Just the ones who try to listen.” Atarangi's voice was worn but
soft. “We should keep on: our dealmaker won't like us appraising
her things.”

After too much more walking through the
dark, under the glaring moon, they reached a place Rooftop's
approved of: a stand of cold-withered cedar saplings with the
ground picked clean beneath them.


This place is beside
phoenix-acquaintance's territory,”
Rooftop said. “She will
allow this, I think.”

“At this moment, I don't care,” Esha
grumbled, digging under fuel sticks for her blankets. “Today's been
too long.”

They made token discussion of whether to
cook dinner. As if with one mind, Esha and Atarangi produced their
remaining scraps of popped maize and leftover onion chapatti: that
would hold them until morning. They shared between each other's
hands and Rooftop's plucking beak.
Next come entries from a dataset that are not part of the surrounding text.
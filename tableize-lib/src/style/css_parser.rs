//! Hand-rolled stylesheet scanner.
//!
//! Rule blocks are delimited by braces and scanned in a single forward pass.
//! Declarations are split on the first `:` only, since values such as
//! `progid:DXImageTransform...` contain more colons.

use crate::error::CssError;
use crate::style::declaration::Declaration;
use crate::style::rule::Rule;
use crate::style::rule_dictionary::RuleDictionary;
use crate::style::selector::{Selector, SelectorBuilder, SelectorKind};
use log::{trace, warn};
use regex::Regex;
use std::sync::OnceLock;

/// Matches `// ...` line comments and `/* ... */` block comments.
fn comment_pattern() -> &'static Regex {
    static COMMENTS: OnceLock<Regex> = OnceLock::new();
    COMMENTS.get_or_init(|| {
        Regex::new(r"(//.*)|(?s:/\*.*?\*/)")
            .unwrap_or_else(|err| panic!("invalid comment regex: {err}"))
    })
}

/// Removes comments from stylesheet text.
pub fn strip_comments(source: &str) -> String {
    comment_pattern().replace_all(source, "").into_owned()
}

#[derive(Debug, Clone, Copy, PartialEq, Eq)]
enum ScanState {
    Idle,
    Selector,
    Declarations,
}

/// Parses a stylesheet into its rules, in source order.
pub fn parse_rules(source: &str) -> Result<Vec<Rule>, CssError> {
    let source = strip_comments(source);

    let mut rules = Vec::new();
    let mut state = ScanState::Idle;
    let mut buffer = String::new();
    let mut selector_text = String::new();

    for ch in source.chars() {
        match state {
            ScanState::Idle => {
                if ch.is_whitespace() {
                    continue;
                }
                if ch == '{' || ch == '}' {
                    return Err(CssError::BracketBeforeSelector(ch));
                }
                buffer.clear();
                buffer.push(ch);
                state = ScanState::Selector;
            }
            ScanState::Selector => {
                if ch == '{' {
                    selector_text = buffer.trim().to_string();
                    buffer.clear();
                    state = ScanState::Declarations;
                } else {
                    buffer.push(ch);
                }
            }
            ScanState::Declarations => {
                if ch == '}' {
                    rules.push(build_rule(&selector_text, buffer.trim())?);
                    buffer.clear();
                    state = ScanState::Idle;
                } else {
                    buffer.push(ch);
                }
            }
        }
    }

    if state != ScanState::Idle {
        warn!(
            "ignoring unterminated rule at end of stylesheet: '{}'",
            buffer.trim()
        );
    }
    trace!("parsed {} css rules", rules.len());
    Ok(rules)
}

fn build_rule(selector_text: &str, declaration_text: &str) -> Result<Rule, CssError> {
    let selectors = parse_selector_list(selector_text).map_err(|err| CssError::Selector {
        text: selector_text.to_string(),
        source: Box::new(err),
    })?;
    let declarations =
        parse_declarations(declaration_text).map_err(|err| CssError::Declarations {
            text: declaration_text.to_string(),
            source: Box::new(err),
        })?;
    Ok(Rule::new(selectors, declarations))
}

/// Parses stylesheet text straight into a [`RuleDictionary`].
pub fn parse_rule_dictionary(source: &str) -> Result<RuleDictionary, CssError> {
    let mut dictionary = RuleDictionary::new();
    dictionary.add_rules(&parse_rules(source)?);
    Ok(dictionary)
}

/// Parses a comma separated selector group such as `h1, .title`.
pub fn parse_selector_list(text: &str) -> Result<Vec<Selector>, CssError> {
    let selectors = text
        .split(',')
        .map(str::trim)
        .filter(|piece| !piece.is_empty())
        .map(parse_selector)
        .collect::<Result<Vec<_>, _>>()?;
    if selectors.is_empty() {
        return Err(CssError::EmptySelector);
    }
    Ok(selectors)
}

/// Parses one selector (no commas) into its chain of steps.
pub fn parse_selector(text: &str) -> Result<Selector, CssError> {
    let mut builder = SelectorBuilder::new(text);
    for ch in text.chars() {
        if let Some(kind) = SelectorKind::from_directive(ch) {
            builder.start_step(kind);
        } else if ch.is_whitespace() {
            builder.mark_descendant();
        } else {
            builder.push_char(ch)?;
        }
    }
    builder.finish()
}

/// Parses a declaration block body, e.g. `color: red; font-size: 12px`.
pub fn parse_declarations(text: &str) -> Result<Vec<Declaration>, CssError> {
    text.split(';')
        .filter(|piece| !piece.trim().is_empty())
        .map(parse_declaration)
        .collect()
}

/// Parses a single `property: value` pair. The value may be empty.
pub fn parse_declaration(text: &str) -> Result<Declaration, CssError> {
    let (property, value) = text
        .split_once(':')
        .ok_or_else(|| CssError::MissingColon(text.trim().to_string()))?;

    let property = property.trim();
    let value = value.trim();
    let value = value.strip_suffix(';').unwrap_or(value).trim_end();

    Declaration::parsed(property, value)
        .map_err(|_| CssError::EmptyDeclaration(text.trim().to_string()))
}

#[cfg(test)]
mod tests {
    use super::*;
    use crate::style::selector::Relationship;
    use pretty_assertions::assert_eq;

    fn decl(property: &str, value: &str) -> Declaration {
        Declaration::new(property, value).unwrap()
    }

    #[test]
    fn parses_rules_in_order() {
        let rules = parse_rules(
            r#"
            p { color: white; -tableize: 1 }
            .title, h1 { font-size: 20px; font-weight: bold; }
            "#,
        )
        .unwrap();

        assert_eq!(rules.len(), 2);
        assert_eq!(rules[0].selectors()[0].text(), "p");
        assert_eq!(
            rules[0].declarations(),
            &[decl("color", "white"), decl("-tableize", "1")]
        );
        let texts: Vec<String> = rules[1].selectors().iter().map(Selector::text).collect();
        assert_eq!(texts, vec![".title", "h1"]);
        assert_eq!(rules[1].declarations().len(), 2);
    }

    #[test]
    fn strips_line_and_block_comments() {
        let rules = parse_rules(
            "// heading styles\nh1 { /* large\n and bold */ font-size: 20px; }\n/* trailing */",
        )
        .unwrap();

        assert_eq!(rules.len(), 1);
        assert_eq!(rules[0].declarations(), &[decl("font-size", "20px")]);
    }

    #[test]
    fn bracket_before_selector_is_an_error() {
        assert_eq!(
            parse_rules("{ color: red }"),
            Err(CssError::BracketBeforeSelector('{'))
        );
        assert_eq!(
            parse_rules("p { color: red } }"),
            Err(CssError::BracketBeforeSelector('}'))
        );
    }

    #[test]
    fn unknown_tag_fails_with_selector_text() {
        let err = parse_rules("foobar { color:red }").unwrap_err();
        match err {
            CssError::Selector { text, source } => {
                assert_eq!(text, "foobar");
                assert_eq!(*source, CssError::UnknownTag("foobar".to_string()));
            }
            other => panic!("unexpected error: {other:?}"),
        }
    }

    #[test]
    fn bad_declaration_fails_with_block_text() {
        let err = parse_rules("p { color red }").unwrap_err();
        assert!(matches!(err, CssError::Declarations { ref text, .. } if text == "color red"));
    }

    #[test]
    fn unterminated_rule_is_dropped() {
        let rules = parse_rules("p { color: red } h1 { color: blue").unwrap();
        assert_eq!(rules.len(), 1);
    }

    #[test]
    fn first_colon_splits_declaration() {
        let filter = parse_declaration(
            "filter: progid:DXImageTransform.Microsoft.gradient(startColorstr='#fff')",
        )
        .unwrap();
        assert_eq!(filter.property(), "filter");
        assert_eq!(
            filter.value(),
            "progid:DXImageTransform.Microsoft.gradient(startColorstr='#fff')"
        );
    }

    #[test]
    fn declaration_edge_cases() {
        assert_eq!(
            parse_declaration(" Color : red ;").unwrap(),
            decl("color", "red")
        );
        assert_eq!(
            parse_declaration("color red"),
            Err(CssError::MissingColon("color red".to_string()))
        );
        let empty_value = parse_declaration("color:").unwrap();
        assert_eq!(empty_value.property(), "color");
        assert_eq!(empty_value.value(), "");
        assert_eq!(
            parse_declaration(": red"),
            Err(CssError::EmptyDeclaration(": red".to_string()))
        );
    }

    #[test]
    fn declarations_skip_blank_segments() {
        let decls = parse_declarations("color:red;; ;font-size:12px;").unwrap();
        assert_eq!(decls, vec![decl("color", "red"), decl("font-size", "12px")]);
        assert!(parse_declarations("   ").unwrap().is_empty());
    }

    #[test]
    fn declarations_survive_serialization() {
        let original = vec![
            decl("color", "red"),
            decl("filter", "progid:DXImageTransform.Microsoft.Alpha(opacity=80)"),
            decl("-attr-cellpadding", "4"),
        ];
        let text: String = original.iter().map(Declaration::to_string).collect();
        assert_eq!(parse_declarations(&text).unwrap(), original);
    }

    #[test]
    fn parses_combined_and_descendant_selectors() {
        let selector = parse_selector("td.field").unwrap();
        assert_eq!(selector.kind(), SelectorKind::Tag);
        assert_eq!(selector.inner_text(), "td");
        assert_eq!(selector.relationship(), Relationship::Combination);
        let child = selector.child().unwrap();
        assert_eq!(child.kind(), SelectorKind::Class);
        assert_eq!(child.inner_text(), "field");

        let selector = parse_selector("div  #main a:hover").unwrap();
        let kinds: Vec<SelectorKind> = selector.steps().map(Selector::kind).collect();
        assert_eq!(
            kinds,
            vec![
                SelectorKind::Tag,
                SelectorKind::Id,
                SelectorKind::Tag,
                SelectorKind::PseudoClass
            ]
        );
        assert_eq!(selector.text(), "div #main a:hover");
    }

    #[test]
    fn selector_text_is_stable() {
        let texts = [
            "p",
            ".title",
            "#main",
            "td.field",
            "div .note",
            "a:hover",
            ".a.b #c",
        ];
        for text in texts {
            let selector = parse_selector(text).unwrap();
            let reparsed = parse_selector(&selector.text()).unwrap();
            assert_eq!(reparsed.text(), selector.text());
            assert_eq!(selector.text(), text);
        }
    }

    #[test]
    fn tag_names_are_lower_cased() {
        assert_eq!(parse_selector("TD").unwrap().text(), "td");
        assert_eq!(parse_selector(".Title").unwrap().text(), ".Title");
    }

    #[test]
    fn unsupported_selectors_are_rejected() {
        for text in ["*", "div > p", "a[href]"] {
            assert!(matches!(
                parse_selector(text),
                Err(CssError::UnsupportedSelector(_))
            ));
        }
        assert!(matches!(parse_selector("."), Err(CssError::EmptyStep(_))));
        assert_eq!(parse_selector_list(" , "), Err(CssError::EmptySelector));
    }
}
//! This module contains functions and types for parsing HTML into a custom DOM tree
//! and writing that tree back out as HTML text.
//!
//! It uses html5ever as the HTML parser and serializer and builds a DOM tree
//! defined in the `crate::dom::dom_tree` module.

use crate::dom::dom_tree::{self, Handle, Node, NodeData};
use html5ever::serialize::{serialize, Serialize, SerializeOpts, Serializer, TraversalScope};
use html5ever::tendril::{StrTendril, TendrilSink};
use html5ever::{
    interface::{ElemName, ElementFlags, NodeOrText, QuirksMode, TreeSink},
    Attribute, LocalName, Namespace, QualName,
};
use log::debug;
use std::borrow::Cow;
use std::cell::RefCell;
use std::io::{self, Write};
use std::rc::Rc;

/// Creates a DOM tree from the provided HTML content.
///
/// Input without an `<html>` tag or a doctype is marked as a fragment, so that
/// [`to_html`] writes back only what was given instead of the implied
/// `<html><head></head><body>` wrapper.
pub fn create_dom_tree(html_content: &str) -> dom_tree::Document {
    let tree_sink = TableizeTreeSink::new();
    let mut document =
        html5ever::parse_document(tree_sink, Default::default()).one(html_content.to_string());
    document.fragment = is_fragment(html_content);
    document
}

fn is_fragment(html_content: &str) -> bool {
    let lowered = html_content.to_ascii_lowercase();
    !lowered.contains("<html") && !lowered.contains("<!doctype")
}

/// Serializes the document. Fragments are written as their content only.
pub fn to_html(document: &dom_tree::Document) -> String {
    let mut bytes = Vec::new();
    if let Err(err) = write_html(document, &mut bytes) {
        // writing into a Vec only fails on a serializer bug
        debug!("html serialization stopped early: {}", err);
    }
    String::from_utf8_lossy(&bytes).into_owned()
}

fn write_html<W: Write>(document: &dom_tree::Document, writer: &mut W) -> io::Result<()> {
    let nodes = if document.fragment {
        fragment_content(document)
    } else {
        if let Some(doctype) = &*document.doctype.borrow() {
            write!(writer, "<!DOCTYPE {}>", doctype.name)?;
        }
        vec![Rc::clone(&document.root)]
    };
    serialize(writer, &SerializableNodes(nodes), include_node())
}

/// The nodes a fragment was parsed into: the body's children, or, once the
/// body itself has been replaced, everything under `<html>` except `<head>`.
fn fragment_content(document: &dom_tree::Document) -> Vec<Handle> {
    if let Some(body) = document.body() {
        return body.borrow().children.clone();
    }
    let Some(html) = dom_tree::find_element(&document.root, "html") else {
        return document.root.borrow().children.clone();
    };
    let children = html.borrow().children.clone();
    children
        .into_iter()
        .filter(|node| !node.borrow().as_element().is_some_and(|e| e.has_tag("head")))
        .collect()
}

fn include_node() -> SerializeOpts {
    SerializeOpts {
        traversal_scope: TraversalScope::IncludeNode,
        ..Default::default()
    }
}

impl dom_tree::Document {
    /// Serializes the document back to HTML text.
    pub fn to_html(&self) -> String {
        to_html(self)
    }
}

/// Serializes a single node, including the node itself.
pub fn node_to_html(node: &Handle) -> String {
    let mut bytes = Vec::new();
    let nodes = SerializableNodes(vec![Rc::clone(node)]);
    if let Err(err) = serialize(&mut bytes, &nodes, include_node()) {
        debug!("html serialization stopped early: {}", err);
    }
    String::from_utf8_lossy(&bytes).into_owned()
}

/// Adapts a run of sibling DOM handles to html5ever's serializer.
struct SerializableNodes(Vec<Handle>);

impl Serialize for SerializableNodes {
    fn serialize<S>(&self, serializer: &mut S, traversal_scope: TraversalScope) -> io::Result<()>
    where
        S: Serializer,
    {
        for node in &self.0 {
            match traversal_scope {
                TraversalScope::IncludeNode => serialize_node(node, serializer)?,
                TraversalScope::ChildrenOnly(_) => {
                    for child in &node.borrow().children {
                        serialize_node(child, serializer)?;
                    }
                }
            }
        }
        Ok(())
    }
}

fn serialize_node<S: Serializer>(node: &Handle, serializer: &mut S) -> io::Result<()> {
    let node_ref = node.borrow();
    match &node_ref.data {
        NodeData::DocumentRoot => {
            for child in &node_ref.children {
                serialize_node(child, serializer)?;
            }
        }
        NodeData::Element(elem) => {
            let attrs: Vec<(QualName, &str)> = elem
                .attributes
                .iter()
                .map(|(name, value)| {
                    (
                        QualName::new(
                            None,
                            Namespace::from(""),
                            LocalName::from(name.as_str()),
                        ),
                        value.as_str(),
                    )
                })
                .collect();
            serializer.start_elem(
                elem.qual_name.clone(),
                attrs.iter().map(|(name, value)| (name, *value)),
            )?;
            for child in &node_ref.children {
                serialize_node(child, serializer)?;
            }
            serializer.end_elem(elem.qual_name.clone())?;
        }
        NodeData::Text(text) => serializer.write_text(text)?,
        NodeData::Comment(text) => serializer.write_comment(text)?,
        NodeData::ProcessingInstruction { target, data } => {
            serializer.write_processing_instruction(target, data)?
        }
    }
    Ok(())
}

/// A custom TreeSink for building the DOM tree used by the parser.
///
/// It holds the Document being built and the current quirks mode.
pub struct TableizeTreeSink {
    document: dom_tree::Document,
    quirks_mode: RefCell<QuirksMode>,
}

impl Default for TableizeTreeSink {
    fn default() -> Self {
        Self::new()
    }
}

impl TableizeTreeSink {
    /// Creates a new `TableizeTreeSink` with an empty document.
    pub fn new() -> Self {
        Self {
            document: dom_tree::new_document(),
            quirks_mode: RefCell::new(QuirksMode::NoQuirks),
        }
    }

    fn into_handle(child: NodeOrText<Handle>) -> Handle {
        match child {
            NodeOrText::AppendNode(node) => node,
            NodeOrText::AppendText(text) => Node::new(NodeData::Text(text.to_string())),
        }
    }
}

/// Appends text to `node` if it is a text node. Returns false otherwise.
fn merge_text(node: Option<&Handle>, text: &StrTendril) -> bool {
    if let Some(node) = node {
        if let NodeData::Text(existing) = &mut node.borrow_mut().data {
            existing.push_str(text);
            return true;
        }
    }
    false
}

/// A simple implementation of the `ElemName` trait for our elements.
#[derive(Debug)]
pub struct TableizeElemName {
    ns: Namespace,
    local: LocalName,
}

impl ElemName for TableizeElemName {
    /// Returns a reference to the local name of the element.
    fn local_name(&self) -> &LocalName {
        &self.local
    }

    /// Returns a reference to the namespace of the element.
    fn ns(&self) -> &Namespace {
        &self.ns
    }
}

impl TreeSink for TableizeTreeSink {
    type Handle = Handle;
    type Output = dom_tree::Document;
    type ElemName<'a>
        = TableizeElemName
    where
        Self: 'a;

    /// Finalizes and returns the constructed Document.
    fn finish(self) -> Self::Output {
        self.document
    }

    /// Called when a parsing error occurs. Email markup is rarely valid, so
    /// these are only of interest when debugging.
    fn parse_error(&self, msg: Cow<'static, str>) {
        debug!("html parse error: {}", msg);
    }

    /// Returns the handle to the document's root node.
    fn get_document(&self) -> Self::Handle {
        self.document.root.clone()
    }

    /// Returns the element name (as `TableizeElemName`) for the given element handle.
    fn elem_name<'a>(&'a self, target: &'a Self::Handle) -> Self::ElemName<'a> {
        match target.borrow().as_element() {
            Some(elem) => TableizeElemName {
                ns: elem.qual_name.ns.clone(),
                local: elem.qual_name.local.clone(),
            },
            None => panic!("elem_name called on non-element node"),
        }
    }

    /// Creates a new element node with the given name and attributes.
    fn create_element(
        &self,
        name: QualName,
        attrs: Vec<Attribute>,
        _flags: ElementFlags,
    ) -> Self::Handle {
        let attributes = attrs
            .into_iter()
            .map(|attr| (attr.name.local.to_string(), attr.value.to_string()))
            .collect::<Vec<_>>();
        Node::new(NodeData::Element(dom_tree::ElementNode::with_qual_name(
            name, attributes,
        )))
    }

    /// Creates a comment node. Conditional comments carry Outlook-only markup,
    /// so comments are kept.
    fn create_comment(&self, text: StrTendril) -> Self::Handle {
        Node::new(NodeData::Comment(text.to_string()))
    }

    fn create_pi(&self, target: StrTendril, data: StrTendril) -> Self::Handle {
        Node::new(NodeData::ProcessingInstruction {
            target: target.to_string(),
            data: data.to_string(),
        })
    }

    /// Appends a child node or text to the given parent node.
    fn append(&self, parent: &Self::Handle, child: NodeOrText<Self::Handle>) {
        if let NodeOrText::AppendText(ref text) = child {
            let last = parent.borrow().children.last().cloned();
            if merge_text(last.as_ref(), text) {
                return;
            }
        }
        dom_tree::append_child(parent, &Self::into_handle(child));
    }

    fn append_based_on_parent_node(
        &self,
        element: &Self::Handle,
        prev_element: &Self::Handle,
        child: NodeOrText<Self::Handle>,
    ) {
        let has_parent = element.borrow().parent().is_some();
        if has_parent {
            self.append_before_sibling(element, child);
        } else {
            self.append(prev_element, child);
        }
    }

    /// Stores the DOCTYPE information on the Document.
    fn append_doctype_to_document(
        &self,
        name: StrTendril,
        public_id: StrTendril,
        system_id: StrTendril,
    ) {
        *self.document.doctype.borrow_mut() = Some(dom_tree::Doctype {
            name: name.to_string(),
            public_id: public_id.to_string(),
            system_id: system_id.to_string(),
        });
    }

    /// Returns the contents of a template element.
    fn get_template_contents(&self, target: &Self::Handle) -> Self::Handle {
        target.clone()
    }

    /// Determines if two node handles refer to the same node.
    fn same_node(&self, x: &Self::Handle, y: &Self::Handle) -> bool {
        Rc::ptr_eq(x, y)
    }

    /// Sets the current quirks mode.
    fn set_quirks_mode(&self, mode: QuirksMode) {
        *self.quirks_mode.borrow_mut() = mode;
    }

    /// Inserts a node or text right before `sibling` (used for foster parenting).
    fn append_before_sibling(&self, sibling: &Self::Handle, child: NodeOrText<Self::Handle>) {
        if let NodeOrText::AppendText(ref text) = child {
            if merge_text(dom_tree::previous_sibling(sibling).as_ref(), text) {
                return;
            }
        }
        dom_tree::insert_before(sibling, &Self::into_handle(child));
    }

    /// Adds attributes to the target node if they are missing.
    fn add_attrs_if_missing(&self, target: &Self::Handle, attrs: Vec<Attribute>) {
        if let Some(elem) = target.borrow_mut().as_element_mut() {
            for attr in attrs {
                let key = attr.name.local.to_string();
                if !elem.has_attribute(&key) {
                    elem.attributes.push((key, attr.value.to_string()));
                }
            }
        }
    }

    /// Removes a node from its parent.
    fn remove_from_parent(&self, target: &Self::Handle) {
        dom_tree::detach(target);
    }

    /// Moves all children of `node` to `new_parent`.
    fn reparent_children(&self, node: &Self::Handle, new_parent: &Self::Handle) {
        dom_tree::move_children(node, new_parent);
    }
}

#[cfg(test)]
mod tests {
    use super::*;
    use pretty_assertions::assert_eq;

    #[test]
    fn full_documents_round_trip() {
        let html = "<html><head><title>Hi</title></head><body><p class=\"a\">One &amp; two</p></body></html>";
        let document = create_dom_tree(html);
        assert!(!document.fragment);
        assert_eq!(to_html(&document), html);
    }

    #[test]
    fn fragments_serialize_without_wrapper() {
        let document = create_dom_tree("<p style='color:red'>Text</p><br>");
        assert!(document.fragment);
        assert_eq!(to_html(&document), "<p style=\"color:red\">Text</p><br>");
    }

    #[test]
    fn doctype_and_comments_are_kept() {
        let html = "<!DOCTYPE html><html><head></head><body><!--[if mso]>x<![endif]--></body></html>";
        let document = create_dom_tree(html);
        assert_eq!(
            document.doctype.borrow().as_ref().map(|d| d.name.clone()),
            Some("html".to_string())
        );
        assert_eq!(to_html(&document), html);
    }

    #[test]
    fn style_text_is_not_escaped() {
        let html = "<html><head><style>p > a { color: red }</style></head><body></body></html>";
        let document = create_dom_tree(html);
        assert_eq!(to_html(&document), html);
    }

    #[test]
    fn node_serialization_includes_the_node() {
        let document = create_dom_tree("<div><em>x</em></div>");
        let em = dom_tree::find_element(&document.root, "em").unwrap();
        assert_eq!(node_to_html(&em), "<em>x</em>");
    }

    #[test]
    fn fragments_without_a_body_keep_their_content() {
        let document = create_dom_tree("<p>x</p>");
        let body = document.body().unwrap();
        let div = dom_tree::create_element("div");
        dom_tree::move_children(&body, &div);
        assert!(dom_tree::replace_node(&body, &div));

        assert_eq!(to_html(&document), "<div><p>x</p></div>");
    }
}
Then they strung their tents
from the stunted cedars and went to bed, separated by one arm's
length of rustling tarpaulin.


Feels strange,”
Rooftop whined from
inside Atarangi's tent.

“What does, my kin?”

He croaked a blurring range of colour words.
“Feels strange, that is all. I think I am brown-wilting
tired.”

“Be surprised if you weren't,” Esha said
into the crook of her arm.”It's been a blessed experience spending
time with you both but don't take offence: I'll be glad when we
finish dealing with the damned thief.”

“Esha ...” Atarangi hesitated, labouring to
collect a thought. “You've taken great strides in this journey. I
thank you for all that you've tried to understand, but still —
please,
please
don't call her a thief when we meet.”

“That's what she is,” Esha sighed, “but I
know. I'll hold my tongue. They're your negotiations — and heaven
knows speaking is a mathematical art. I still say that she stole
from me, though, whatever her reasons are.”


Our wild-acquaintance has many
reasons,”
Rooftop offered.

Bitterness rose in Esha's throat. “All
thieves have reasons.”

Rising at dawn was miserable as any
hangover, but the thought of breakfast spurred the three of them to
work. They grabbed up dry pine twigs, and dry-rotten hunks of
fallen logs, and cones long since picked clean of their seeds. The
fire cracklingly devoured all the pine resin, sending up sparks
like lungta returning to heaven.

“I never thought I'd be putting tree wood
onto a fire,” Esha said. “Smells good, though.”